The images showed Bey in full makeup for the 2013 L'Oreal ad campaign – but with the kinds of “imperfections” we all have – beauty marks, bumps, creases. In the wake of Cindy Crawford’s unretouched photos, the images have been praised by critics of a beauty industry that sets impossibly high standards, standards that Queen Bey has been known to uphold in the past.

Back in 2013, BuzzFeed went viral with an article entitled, “The ‘Unflattering’ Photos Beyoncé’s Publicist Doesn’t Want You To See,” including an e-mail from the singer’s PR person requesting the removal of “unflattering” images of her client. The majority of the photos simply showed Bey making fierce faces that matched her fierce persona.

Then, last year, Bey was accused multiple times of releasing overly-Photoshopped images of herself. In April, she posted a photo on Instagram of herself playing golf, but our eyes were more drawn to her extremely pronounced thigh gap than to her putt.

A few months later, she was once again the topic of Photoshop conversation after posting a bikini photo in which her legs appeared slimmed down. Eonline noted that one of the stairs was “tilted,” giving the impression that the image was edited.
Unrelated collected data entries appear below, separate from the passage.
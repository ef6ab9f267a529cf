//! Cancellation token for cooperative cancellation.

use parking_lot::RwLock;
use std::sync::atomic::{AtomicBool, Ordering};
use tokio::sync::Notify;

/// A callback type for cancellation notifications.
pub type CancelCallback = Box<dyn Fn() + Send + Sync>;

/// A token for cooperative cancellation of a run.
///
/// Cancellation is idempotent - only the first cancellation reason is kept.
/// Async code awaits [`CancellationToken::cancelled`] inside a
/// `tokio::select!` to abort in-flight work.
#[derive(Default)]
pub struct CancellationToken {
    /// Whether cancellation has been requested.
    cancelled: AtomicBool,
    /// The reason for cancellation (first one wins).
    reason: RwLock<Option<String>>,
    /// Callbacks to invoke on cancellation.
    callbacks: RwLock<Vec<CancelCallback>>,
    /// Wakes tasks blocked in `cancelled()`.
    notify: Notify,
}

impl CancellationToken {
    /// Creates a new cancellation token.
    #[must_use]
    pub fn new() -> Self {
        Self::default()
    }

    /// Requests cancellation with a reason.
    ///
    /// Only the first reason is kept. Callbacks run immediately and a
    /// panicking callback is logged and suppressed.
    pub fn cancel(&self, reason: impl Into<String>) {
        {
            let mut slot = self.reason.write();
            if slot.is_some() {
                return;
            }
            *slot = Some(reason.into());
            self.cancelled.store(true, Ordering::SeqCst);
        }

        self.notify.notify_waiters();

        let callbacks = self.callbacks.read();
        for callback in callbacks.iter() {
            run_callback(callback.as_ref());
        }
    }

    /// Registers a callback to be invoked on cancellation.
    ///
    /// If already cancelled, the callback is invoked immediately.
    pub fn on_cancel<F>(&self, callback: F)
    where
        F: Fn() + Send + Sync + 'static,
    {
        if self.is_cancelled() {
            run_callback(&callback);
        } else {
            self.callbacks.write().push(Box::new(callback));
        }
    }

    /// Returns whether cancellation has been requested.
    #[must_use]
    pub fn is_cancelled(&self) -> bool {
        self.cancelled.load(Ordering::SeqCst)
    }

    /// Returns the cancellation reason, if any.
    #[must_use]
    pub fn reason(&self) -> Option<String> {
        self.reason.read().clone()
    }

    /// Completes once cancellation is requested, yielding the reason.
    pub async fn cancelled(&self) -> String {
        loop {
            let notified = self.notify.notified();
            tokio::pin!(notified);
            // Register before checking the flag so a concurrent cancel is never missed.
            notified.as_mut().enable();
            if let Some(reason) = self.reason() {
                return reason;
            }
            notified.await;
        }
    }
}

fn run_callback(callback: &(dyn Fn() + Send + Sync)) {
    if let Err(e) = std::panic::catch_unwind(std::panic::AssertUnwindSafe(callback)) {
        tracing::warn!("Cancellation callback panicked: {:?}", e);
    }
}

impl std::fmt::Debug for CancellationToken {
    fn fmt(&self, f: &mut std::fmt::Formatter<'_>) -> std::fmt::Result {
        f.debug_struct("CancellationToken")
            .field("cancelled", &self.is_cancelled())
            .field("reason", &self.reason())
            .finish()
    }
}

#[cfg(test)]
mod tests {
    use super::*;
    use std::sync::atomic::AtomicUsize;
    use std::sync::Arc;
    use std::time::Duration;

    #[test]
    fn test_token_default_not_cancelled() {
        let token = CancellationToken::new();
        assert!(!token.is_cancelled());
        assert!(token.reason().is_none());
    }

    #[test]
    fn test_token_cancel_idempotent() {
        let token = CancellationToken::new();
        token.cancel("user closed the report");
        token.cancel("second reason");

        assert!(token.is_cancelled());
        assert_eq!(token.reason(), Some("user closed the report".to_string()));
    }

    #[test]
    fn test_on_cancel_runs_once() {
        let token = CancellationToken::new();
        let counter = Arc::new(AtomicUsize::new(0));
        let counter_clone = counter.clone();

        token.on_cancel(move || {
            counter_clone.fetch_add(1, Ordering::SeqCst);
        });
        assert_eq!(counter.load(Ordering::SeqCst), 0);

        token.cancel("a");
        token.cancel("b");
        assert_eq!(counter.load(Ordering::SeqCst), 1);
    }

    #[test]
    fn test_on_cancel_after_cancellation() {
        let token = CancellationToken::new();
        token.cancel("test");

        let counter = Arc::new(AtomicUsize::new(0));
        let counter_clone = counter.clone();
        token.on_cancel(move || {
            counter_clone.fetch_add(1, Ordering::SeqCst);
        });

        assert_eq!(counter.load(Ordering::SeqCst), 1);
    }

    #[test]
    fn test_callback_panic_suppressed() {
        let token = CancellationToken::new();
        token.on_cancel(|| panic!("Intentional panic"));
        token.cancel("test");
        assert!(token.is_cancelled());
    }

    #[tokio::test]
    async fn test_cancelled_wakes_waiter() {
        let token = Arc::new(CancellationToken::new());
        let waiter = {
            let token = token.clone();
            tokio::spawn(async move { token.cancelled().await })
        };

        tokio::time::sleep(Duration::from_millis(20)).await;
        token.cancel("shutdown");

        let reason = tokio::time::timeout(Duration::from_secs(2), waiter)
            .await
            .expect("waiter woke")
            .unwrap();
        assert_eq!(reason, "shutdown");
    }

    #[test]
    fn test_cancelled_pending_until_cancel() {
        let token = CancellationToken::new();
        let mut waiter = tokio_test::task::spawn(token.cancelled());

        tokio_test::assert_pending!(waiter.poll());
        token.cancel("deadline");
        assert!(waiter.is_woken());
        tokio_test::assert_ready_eq!(waiter.poll(), "deadline".to_string());
    }

    #[tokio::test]
    async fn test_cancelled_returns_immediately_when_already_cancelled() {
        let token = CancellationToken::new();
        token.cancel("early");
        assert_eq!(token.cancelled().await, "early");
    }
}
And just this past November, Beyonce was back in the spotlight with a photo of herself wearing a one-piece with the words “99 Problems but my ass ain’t one” on it. BuzzFeed argued that the curtains behind her were skewed, suggesting the image was tweaked.

Shortly after, Beyonce released a behind-the-scenes video to accompany her song “Pretty Hurts” in which she slammed unrealistic beauty expectations and revealed that she is as affected by them as the rest of us. “I’m pretending to get a face-lift and Botox,” she says in one scene. “It represents all the things that women go through to keep up with the pressure that society puts on us.”